For sports fans of a certain age, Dan Patrick, who began at CNN Sports in 1984 before joining ESPN in 1989, has been a presence on par with air and sunshine—and just as vital. In the days when you had to wait until 6 p.m. or (good god, no!) 11 p.m for sports news beyond your city, Patrick was Dan Rather with catchphrases and sarcasm to spare. He turned SportsCenter into an event—and pushed it into the mainstream with longtime tag team partner Keith Olbermann.
How we consume sports has been obliterated since Patrick left ESPN in 2007, but the man with the voice as soft as church music thrives. And the version that hosts The Dan Patrick Show, the popular daily radio show on iHeartRadio and NBC Sports, might be the best yet. The wit hasn’t faded. The breakdown of the day’s headlines—Patrick abstains from the hot take—is inquisitive and spirited without feeling hostile.
Here’s the difference. Patrick, 67, sounds at ease on the radio show, which is simulcast on Peacock. “I’m not trying to be anything other than the best representative of myself on this show,” he says. It’s glorious. Patrick has expanded the day’s topics to contain way more than just sports. He discusses his faux pas as a father of four, including the time he took the kids to Hooters. He admits to bawling at his son’s wedding.
Away from the radio show, the former host of Sports Jeopardy and Football Night in America, isn’t as busy as he once was, but he’s certainly not loafing. He’s written The Occasionally Accurate Annals of Football (BenBella Books, $29.95, Sept. 5), co-authored with comedy writer Joel H. Cohen. It came with a simple direction from the publishers: have fun.
Is Dan Patrick having fun now? In a phone interview in August, Patrick answered just that. He also explained how leaving ESPN saved more than his career, the secret to generating rapport with listeners, and why he’s not really retiring in four years. This interview has been edited for space and clarity.
GQ: I came to know you on ESPN in the mid-90s. With the radio show, I feel like I’m knowing you as a person. Was it freeing to be away from calling the highlights, introducing the show, to having a forum where you’re more well-rounded, more personable?
Dan Patrick: I felt that I was sort of a hot air balloon, but a hot air balloon that was tethered. I had a great vantage point when I was at ESPN and everybody got to see me and SportsCenter, but I wasn’t moving anywhere.
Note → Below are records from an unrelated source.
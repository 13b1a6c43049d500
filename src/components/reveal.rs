use gloo_timers::callback::Timeout;
use log::warn;
use wasm_bindgen::prelude::*;
use wasm_bindgen::JsCast;
use web_sys::js_sys::Array;
use web_sys::{Element, IntersectionObserver, IntersectionObserverEntry, IntersectionObserverInit};
use yew::prelude::*;

const STAGGER_MS: u32 = 100;
const VISIBLE_THRESHOLD: f64 = 0.1;
const TRANSITION: &str = "transition: opacity 0.5s ease, transform 0.5s ease;";

pub fn stagger_delay(index: usize) -> u32 {
    index as u32 * STAGGER_MS
}

pub fn reveal_style(visible: bool) -> String {
    if visible {
        format!("opacity: 1; transform: translateY(0); {}", TRANSITION)
    } else {
        format!("opacity: 0; transform: translateY(20px); {}", TRANSITION)
    }
}

#[derive(Properties, PartialEq)]
pub struct RevealProps {
    /// Position among its siblings; later cards fade in a little later.
    #[prop_or_default]
    pub index: usize,
    #[prop_or_default]
    pub class: Classes,
    #[prop_or_default]
    pub children: Children,
}

/// Fades its children in the first time they scroll into view.
#[function_component(Reveal)]
pub fn reveal(props: &RevealProps) -> Html {
    let node = use_node_ref();
    let visible = use_state(|| false);

    {
        let node = node.clone();
        let visible = visible.clone();
        let delay = stagger_delay(props.index);
        use_effect_with_deps(
            move |_| {
                let callback = Closure::<dyn FnMut(Array, IntersectionObserver)>::new(
                    move |entries: Array, observer: IntersectionObserver| {
                        for entry in entries.iter() {
                            let Ok(entry) = entry.dyn_into::<IntersectionObserverEntry>() else {
                                continue;
                            };
                            if entry.is_intersecting() {
                                let visible = visible.clone();
                                Timeout::new(delay, move || visible.set(true)).forget();
                                observer.unobserve(&entry.target());
                            }
                        }
                    },
                );

                let options = IntersectionObserverInit::new();
                options.set_threshold(&JsValue::from_f64(VISIBLE_THRESHOLD));

                let observer = match IntersectionObserver::new_with_options(
                    callback.as_ref().unchecked_ref(),
                    &options,
                ) {
                    Ok(observer) => Some(observer),
                    Err(_) => {
                        warn!("IntersectionObserver unavailable, skipping reveal");
                        None
                    }
                };

                if let (Some(observer), Some(element)) = (&observer, node.cast::<Element>()) {
                    observer.observe(&element);
                }

                move || {
                    if let Some(observer) = observer {
                        observer.disconnect();
                    }
                    drop(callback);
                }
            },
            (),
        );
    }

    html! {
        <div ref={node} class={props.class.clone()} style={reveal_style(*visible)}>
            { for props.children.iter() }
        </div>
    }
}
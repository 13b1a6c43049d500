use log::warn;
use web_sys::js_sys::{Date, Math};
use yew::prelude::*;
use yew_hooks::prelude::use_interval;

use crate::storage::{BrowserStore, KeyValueStore, ENTRY_COUNT_KEY};

const ANIMATION_MS: f64 = 1500.0;
const FRAME_MS: u32 = 16;

/// Uniform integer in `low..=high` from a `[0, 1)` source.
fn pick(rng: &mut impl FnMut() -> f64, low: u64, high: u64) -> u64 {
    let span = (high - low + 1) as f64;
    low + ((rng() * span).floor() as u64).min(high - low)
}

/// Stored count (never below the base) plus 5 to 19 new "entries".
pub fn initial_count(stored: Option<&str>, base: u64, mut rng: impl FnMut() -> f64) -> u64 {
    let count = stored
        .and_then(|raw| raw.trim().parse::<u64>().ok())
        .map_or(base, |count| count.max(base));
    count.saturating_add(pick(&mut rng, 5, 19))
}

pub fn tick(count: u64, mut rng: impl FnMut() -> f64) -> u64 {
    count.saturating_add(pick(&mut rng, 1, 3))
}

pub fn tick_interval_ms(mut rng: impl FnMut() -> f64) -> u32 {
    (rng() * 30_000.0 + 30_000.0) as u32
}

pub fn ease_out_quart(progress: f64) -> f64 {
    1.0 - (1.0 - progress).powi(4)
}

/// Value shown `elapsed_ms` into the count-up animation.
pub fn animated_value(target: u64, elapsed_ms: f64, duration_ms: f64) -> u64 {
    let progress = (elapsed_ms / duration_ms).clamp(0.0, 1.0);
    (target as f64 * ease_out_quart(progress)).floor() as u64
}

pub fn format_count(count: u64) -> String {
    let digits = count.to_string();
    let mut grouped = String::with_capacity(digits.len() + digits.len() / 3);
    for (i, ch) in digits.chars().enumerate() {
        if i > 0 && (digits.len() - i) % 3 == 0 {
            grouped.push(',');
        }
        grouped.push(ch);
    }
    grouped
}

fn persist(count: u64) {
    match BrowserStore::local() {
        Ok(store) => {
            let _ = store.set(ENTRY_COUNT_KEY, &count.to_string());
        }
        Err(e) => warn!("Entry count not persisted: {}", e),
    }
}

#[derive(Properties, PartialEq)]
pub struct EntryCounterProps {
    pub base: u64,
}

#[function_component(EntryCounter)]
pub fn entry_counter(props: &EntryCounterProps) -> Html {
    let base = props.base;
    let count = use_state(move || {
        let stored = BrowserStore::local().ok().and_then(|store| store.get(ENTRY_COUNT_KEY));
        let count = initial_count(stored.as_deref(), base, Math::random);
        persist(count);
        count
    });
    let displayed = use_state(|| 0u64);
    let started_at = use_state(Date::now);
    let animating = use_state(|| true);
    let tick_ms = use_state(|| tick_interval_ms(Math::random));

    {
        let displayed = displayed.clone();
        let period = if *animating { FRAME_MS } else { 0 };
        let animating = animating.clone();
        let target = *count;
        let started_at = *started_at;
        use_interval(
            move || {
                let elapsed = Date::now() - started_at;
                displayed.set(animated_value(target, elapsed, ANIMATION_MS));
                if elapsed >= ANIMATION_MS {
                    animating.set(false);
                }
            },
            period,
        );
    }

    {
        let count = count.clone();
        let displayed = displayed.clone();
        let animating = animating.clone();
        use_interval(
            move || {
                let next = tick(*count, Math::random);
                persist(next);
                count.set(next);
                if !*animating {
                    displayed.set(next);
                }
            },
            *tick_ms,
        );
    }

    html! {
        <span id="entries-count" class="entries-count">{format_count(*displayed)}</span>
    }
}

#[cfg(test)]
mod tests {
    use super::*;

    #[test]
    fn initial_count_exceeds_base() {
        assert_eq!(initial_count(None, 2847, || 0.0), 2852);
        assert_eq!(initial_count(None, 2847, || 0.999_999), 2866);
        for step in 0..100 {
            let r = step as f64 / 100.0;
            assert!(initial_count(None, 2847, || r) > 2847);
        }
    }

    #[test]
    fn stored_count_is_resumed() {
        assert_eq!(initial_count(Some("3000"), 2847, || 0.0), 3005);
    }

    #[test]
    fn unusable_stored_count_falls_back_to_base() {
        assert_eq!(initial_count(Some("lots"), 2847, || 0.0), 2852);
        assert_eq!(initial_count(Some("0"), 2847, || 0.0), 2852);
        assert_eq!(initial_count(Some("-4"), 2847, || 0.0), 2852);
    }

    #[test]
    fn stale_count_below_base_is_lifted() {
        assert_eq!(initial_count(Some("100"), 2847, || 0.0), 2852);
        assert!(initial_count(Some("2847"), 2847, || 0.0) > 2847);
    }

    #[test]
    fn huge_stored_count_saturates() {
        assert_eq!(initial_count(Some("18446744073709551615"), 2847, || 0.5), u64::MAX);
        assert_eq!(tick(u64::MAX - 1, || 0.999), u64::MAX);
    }

    #[test]
    fn ticks_add_one_to_three() {
        assert_eq!(tick(100, || 0.0), 101);
        assert_eq!(tick(100, || 0.5), 102);
        assert_eq!(tick(100, || 0.999), 103);
    }

    #[test]
    fn tick_interval_between_half_and_one_minute() {
        assert_eq!(tick_interval_ms(|| 0.0), 30_000);
        assert!(tick_interval_ms(|| 0.999) < 60_000);
    }

    #[test]
    fn animation_eases_to_target() {
        assert_eq!(animated_value(2860, 0.0, 1500.0), 0);
        assert_eq!(animated_value(2860, 1500.0, 1500.0), 2860);
        assert_eq!(animated_value(2860, 9000.0, 1500.0), 2860);
        // Halfway in, ease-out-quart is already at 15/16.
        assert_eq!(animated_value(1600, 750.0, 1500.0), 1500);
    }

    #[test]
    fn counts_are_grouped_by_thousands() {
        assert_eq!(format_count(0), "0");
        assert_eq!(format_count(999), "999");
        assert_eq!(format_count(2867), "2,867");
        assert_eq!(format_count(1_234_567), "1,234,567");
    }
}
use chrono::Weekday;

#[cfg(debug_assertions)]
pub fn get_form_endpoint() -> &'static str {
    match option_env!("GIVEAWAY_FORM_ENDPOINT") {
        Some(endpoint) => endpoint,
        None => "https://script.google.com/macros/s/YOUR_SCRIPT_ID/exec", // Demo mode when running locally
    }
}

#[cfg(not(debug_assertions))]
pub fn get_form_endpoint() -> &'static str {
    match option_env!("GIVEAWAY_FORM_ENDPOINT") {
        Some(endpoint) => endpoint,
        None => "https://script.google.com/macros/s/AKfycbyMrZJzxW0ipDIHEqa8YgVoH2mdZfkY9UEuoTKNP6AN5-oto77_mmdZefMq72qUCQTrlQ/exec",
    }
}

/// Everything the page needs to know about the running giveaway.
#[derive(Clone, Debug, PartialEq)]
pub struct GiveawayConfig {
    /// Apps Script (or any webhook) that receives entries as JSON.
    pub form_endpoint: String,
    /// Route the browser is sent to after a successful entry.
    pub success_route: String,
    pub validate_email: bool,
    /// Fake counter starts here when nothing is stored yet.
    pub base_entry_count: u64,
    pub draw_day: Weekday,
    /// On the draw day the countdown rolls over to next week from this hour.
    pub draw_cutoff_hour: u32,
    pub toast_duration_ms: u32,
}

impl Default for GiveawayConfig {
    fn default() -> Self {
        Self {
            form_endpoint: get_form_endpoint().to_string(),
            success_route: "/success".to_string(),
            validate_email: true,
            base_entry_count: 2847,
            draw_day: Weekday::Sun,
            draw_cutoff_hour: 18,
            toast_duration_ms: 4000,
        }
    }
}

impl GiveawayConfig {
    /// No real endpoint configured, entries stay in local storage.
    pub fn is_demo_mode(&self) -> bool {
        let endpoint = self.form_endpoint.trim();
        endpoint.is_empty()
            || endpoint.contains("YOUR_FORM_ID")
            || endpoint.contains("YOUR_SCRIPT_ID")
    }
}

#[cfg(test)]
mod tests {
    use super::*;

    #[test]
    fn placeholder_endpoints_select_demo_mode() {
        let mut config = GiveawayConfig::default();

        config.form_endpoint = "https://formspree.io/f/YOUR_FORM_ID".to_string();
        assert!(config.is_demo_mode());

        config.form_endpoint = "https://script.google.com/macros/s/YOUR_SCRIPT_ID/exec".to_string();
        assert!(config.is_demo_mode());

        config.form_endpoint = "   ".to_string();
        assert!(config.is_demo_mode());
    }

    #[test]
    fn real_endpoint_is_live() {
        let config = GiveawayConfig {
            form_endpoint: "https://script.google.com/macros/s/AKfycbx/exec".to_string(),
            ..GiveawayConfig::default()
        };
        assert!(!config.is_demo_mode());
    }

    #[test]
    fn defaults_match_the_running_campaign() {
        let config = GiveawayConfig::default();
        assert_eq!(config.base_entry_count, 2847);
        assert_eq!(config.draw_day, Weekday::Sun);
        assert_eq!(config.draw_cutoff_hour, 18);
        assert_eq!(config.success_route, "/success");
        assert!(config.validate_email);
    }
}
I was in the same kind of rarefied air in our business to be able to do it at that level for a long period of time with a lot of great people. But I wasn’t growing. It was like, “OK, I got this. Now what?” And not many people are willing to give up ESPN. I was one of the first people who left on my own accord, and it was really like a blast of cold water early in the morning where you’re like, “Oh my God, what did I do?” But I needed it and I had relied on those four letters for such a long period of time that it became my identity. “Oh, you’re the SportsCenter guy.” And it was never lost on me that I had that opportunity to be a part of people’s lives late at night, early in the morning, but I needed to do it in my own voice, not the voice I thought ESPN wanted me to use.
Was there a moment that you felt like, “I’m free to be me”?
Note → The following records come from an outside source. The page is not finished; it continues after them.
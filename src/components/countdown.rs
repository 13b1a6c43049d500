use chrono::{Datelike, Local, Timelike, Weekday};
use yew::prelude::*;
use yew_hooks::prelude::use_interval;

const REFRESH_MS: u32 = 3_600_000;

/// Whole days until the next draw. On the draw day itself this is 0 until the
/// cutoff hour, then 7.
pub fn days_until_draw(today: Weekday, hour: u32, draw_day: Weekday, cutoff_hour: u32) -> u32 {
    let today = today.num_days_from_sunday();
    let draw = draw_day.num_days_from_sunday();
    let days = (draw + 7 - today) % 7;
    if days == 0 && hour >= cutoff_hour {
        7
    } else {
        days
    }
}

/// A countdown never shows zero; draw day reads as a full week.
pub fn display_days(days: u32) -> u32 {
    if days == 0 {
        7
    } else {
        days
    }
}

fn days_from_now(draw_day: Weekday, cutoff_hour: u32) -> u32 {
    let now = Local::now();
    display_days(days_until_draw(now.weekday(), now.hour(), draw_day, cutoff_hour))
}

#[derive(Properties, PartialEq)]
pub struct CountdownProps {
    pub draw_day: Weekday,
    pub cutoff_hour: u32,
}

#[function_component(Countdown)]
pub fn countdown(props: &CountdownProps) -> Html {
    let draw_day = props.draw_day;
    let cutoff_hour = props.cutoff_hour;
    let days = use_state(move || days_from_now(draw_day, cutoff_hour));

    {
        let days = days.clone();
        use_interval(move || days.set(days_from_now(draw_day, cutoff_hour)), REFRESH_MS);
    }

    html! {
        <span id="countdown-days" class="countdown-days">{*days}</span>
    }
}
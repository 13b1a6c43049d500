use web_sys::{window, MouseEvent, ScrollBehavior, ScrollIntoViewOptions, ScrollLogicalPosition};
use yew::prelude::*;

/// Selector for an in-page link, or `None` when there is nothing to scroll to.
pub fn anchor_target(href: &str) -> Option<&str> {
    if href.starts_with('#') && href.len() > 1 {
        Some(href)
    } else {
        None
    }
}

/// Smooth-scrolls to the target. Returns false when it isn't on the page.
fn scroll_to(selector: &str) -> bool {
    let target = window()
        .and_then(|w| w.document())
        .and_then(|d| d.query_selector(selector).ok().flatten());

    match target {
        Some(element) => {
            let options = ScrollIntoViewOptions::new();
            options.set_behavior(ScrollBehavior::Smooth);
            options.set_block(ScrollLogicalPosition::Start);
            element.scroll_into_view_with_scroll_into_view_options(&options);
            true
        }
        None => false,
    }
}

#[derive(Properties, PartialEq)]
pub struct AnchorLinkProps {
    pub href: AttrValue,
    #[prop_or_default]
    pub class: Classes,
    #[prop_or_default]
    pub children: Children,
}

#[function_component(AnchorLink)]
pub fn anchor_link(props: &AnchorLinkProps) -> Html {
    let onclick = {
        let href = props.href.clone();
        Callback::from(move |e: MouseEvent| {
            if let Some(selector) = anchor_target(&href) {
                if scroll_to(selector) {
                    e.prevent_default();
                }
            }
        })
    };

    html! {
        <a href={props.href.clone()} class={props.class.clone()} {onclick}>
            { for props.children.iter() }
        </a>
    }
}

#[cfg(test)]
mod tests {
    use super::*;

    #[test]
    fn bare_hash_has_no_target() {
        assert_eq!(anchor_target("#"), None);
        assert_eq!(anchor_target(""), None);
        assert_eq!(anchor_target("/terms"), None);
    }

    #[test]
    fn fragment_is_the_selector() {
        assert_eq!(anchor_target("#enter"), Some("#enter"));
        assert_eq!(anchor_target("#faq"), Some("#faq"));
    }
}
We did the show for three years in my attic and all the Danettes would come over in the morning. My wife Susan would be there cooking breakfast with the kids and getting them off to school. It just hit me: I’m at home doing my show. The show sounds great in my attic. I’m around my family. I wasn’t attached to ESPN anymore. If I had an opinion, I wasn’t worried that I was going to upset somebody in management, because I was my own boss. And having sort of that, not total autonomy, but certainly a lot of autonomy to be able to have fun with this. Who do we want to have on today? We’re going to have this guest on. We don’t have to have somebody to promote Sunday Night Baseball. I was allowed to have my own interpretation of what I wanted the show to be, and that’s been so much fun.